Task input Block Start

#![allow(deprecated)]
use assert_cmd::Command;
use predicates::prelude::*;
use std::path::Path;
use tempfile::TempDir;

fn agentdex(dir: &TempDir) -> Command {
    let mut cmd = Command::cargo_bin("agentdex").unwrap();
    cmd.current_dir(dir.path())
        .env("AGENTDEX_ROOT", dir.path())
        .env_remove("RUST_LOG");
    cmd
}

fn write(path: &Path, content: &str) {
    std::fs::create_dir_all(path.parent().unwrap()).unwrap();
    std::fs::write(path, content).unwrap();
}

fn seed(dir: &TempDir) {
    let root = dir.path();
    write(
        &root.join(".claude/agents/api-designer.md"),
        "---\nname: api-designer\n---\nDesigns HTTP APIs.\n\n- Schema Design: OpenAPI first\n",
    );
    write(
        &root.join(".claude/agents/backend-developer.md"),
        "Builds services with the api-designer.\n",
    );
    write(
        &root.join(".claude/commands/feature.md"),
        "---\ndescription: Build a feature\n---\n## Workflow\n1. **api-designer** -> Define schema\n2. **backend-developer** -> Implement\n\n## Gates\n- All tests must pass\n",
    );
    write(&root.join(".claude/commands/broken.md"), "---\nname: broken\n");
}

// ---------------------------------------------------------------------------
// agentdex parse
// ---------------------------------------------------------------------------

#[test]
fn parse_prints_tables_and_errors() {
    let dir = TempDir::new().unwrap();
    seed(&dir);
    agentdex(&dir)
        .arg("parse")
        .assert()
        .success()
        .stdout(predicate::str::contains("Agents (2)"))
        .stdout(predicate::str::contains("Commands (1)"))
        .stdout(predicate::str::contains("feature-workflow"))
        .stdout(predicate::str::contains("Errors (1)"))
        .stdout(predicate::str::contains("broken.md"));
}

#[test]
fn parse_json_is_camel_case() {
    let dir = TempDir::new().unwrap();
    seed(&dir);
    let output = agentdex(&dir).args(["parse", "--json"]).output().unwrap();
    assert!(output.status.success());

    let value: serde_json::Value = serde_json::from_slice(&output.stdout).unwrap();
    assert_eq!(value["agents"].as_array().unwrap().len(), 2);
    assert_eq!(value["workflows"][0]["type"], "conditional");
    assert_eq!(
        value["workflows"][0]["agentSequence"],
        serde_json::json!(["api-designer", "backend-developer"])
    );
    assert_eq!(value["commands"][0]["workflowRef"], "feature-workflow");
    assert_eq!(value["errors"].as_array().unwrap().len(), 1);
}

#[test]
fn parse_empty_project_succeeds() {
    let dir = TempDir::new().unwrap();
    agentdex(&dir)
        .arg("parse")
        .assert()
        .success()
        .stdout(predicate::str::contains("Agents (0)"));
}

// ---------------------------------------------------------------------------
// agentdex show
// ---------------------------------------------------------------------------

#[test]
fn show_agent_and_workflow() {
    let dir = TempDir::new().unwrap();
    seed(&dir);
    agentdex(&dir)
        .args(["show", "agent", "api-designer"])
        .assert()
        .success()
        .stdout(predicate::str::contains("Schema Design"));

    agentdex(&dir)
        .args(["show", "workflow", "feature-workflow"])
        .assert()
        .success()
        .stdout(predicate::str::contains("1. api-designer: Define schema"))
        .stdout(predicate::str::contains("[required] All tests must pass"));
}

#[test]
fn show_unknown_entity_fails() {
    let dir = TempDir::new().unwrap();
    seed(&dir);
    agentdex(&dir)
        .args(["show", "agent", "nobody"])
        .assert()
        .failure()
        .stderr(predicate::str::contains("agent 'nobody' not found"));

    agentdex(&dir)
        .args(["show", "widget", "x"])
        .assert()
        .failure()
        .stderr(predicate::str::contains("unknown entity kind"));
}

// ---------------------------------------------------------------------------
// agentdex sync
// ---------------------------------------------------------------------------

#[test]
fn sync_creates_then_reports_unchanged() {
    let dir = TempDir::new().unwrap();
    seed(&dir);
    let store = dir.path().join("store.json");

    agentdex(&dir)
        .args(["sync", "--store"])
        .arg(&store)
        .assert()
        .success()
        .stdout(predicate::str::contains("4 created"));
    assert!(store.exists());

    agentdex(&dir)
        .args(["sync", "--store"])
        .arg(&store)
        .assert()
        .success()
        .stdout(predicate::str::contains("0 created, 0 updated, 4 unchanged"));
}

#[test]
fn sync_dry_run_does_not_write() {
    let dir = TempDir::new().unwrap();
    seed(&dir);
    let store = dir.path().join("store.json");

    agentdex(&dir)
        .args(["sync", "--dry-run", "--store"])
        .arg(&store)
        .assert()
        .success()
        .stdout(predicate::str::contains("Plan: 4 create"));
    assert!(!store.exists());
}

#[test]
fn sync_detects_updates() {
    let dir = TempDir::new().unwrap();
    seed(&dir);
    let store = dir.path().join("store.json");
    agentdex(&dir).args(["sync", "--store"]).arg(&store).assert().success();

    write(
        &dir.path().join(".claude/agents/backend-developer.md"),
        "Builds and runs services.\n",
    );
    let output = agentdex(&dir)
        .args(["sync", "--json", "--store"])
        .arg(&store)
        .output()
        .unwrap();
    assert!(output.status.success());
    let report: serde_json::Value = serde_json::from_slice(&output.stdout).unwrap();
    assert_eq!(report["updated"], serde_json::json!(["agent:backend-developer"]));
    assert_eq!(report["unchanged"], 3);
}

#[test]
fn sync_rejects_corrupt_store() {
    let dir = TempDir::new().unwrap();
    seed(&dir);
    let store = dir.path().join("store.json");
    std::fs::write(&store, "not json").unwrap();

    agentdex(&dir)
        .args(["sync", "--store"])
        .arg(&store)
        .assert()
        .failure()
        .stderr(predicate::str::contains("failed to open store"));
}

// ---------------------------------------------------------------------------
// agentdex config
// ---------------------------------------------------------------------------

#[test]
fn config_show_defaults() {
    let dir = TempDir::new().unwrap();
    agentdex(&dir)
        .args(["config", "show"])
        .assert()
        .success()
        .stdout(predicate::str::contains(".claude/agents"));
}

#[test]
fn config_validate_warns_on_missing_dirs() {
    let dir = TempDir::new().unwrap();
    agentdex(&dir)
        .args(["config", "validate"])
        .assert()
        .success()
        .stdout(predicate::str::contains("[warning] agents directory not found"));
}

#[test]
fn config_validate_fails_on_shared_dir() {
    let dir = TempDir::new().unwrap();
    write(
        &dir.path().join(".agentdex/config.yaml"),
        "collections:\n  agents: docs\n  commands: docs\n",
    );
    agentdex(&dir)
        .args(["config", "validate"])
        .assert()
        .failure()
        .stdout(predicate::str::contains("[error]"));
}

Task input Block End

__Task goal__
Copy out the lines above that hold the string "created".

__Exercise answer__
        .stdout(predicate::str::contains("4 created"));
        .stdout(predicate::str::contains("0 created, 0 updated, 4 unchanged"));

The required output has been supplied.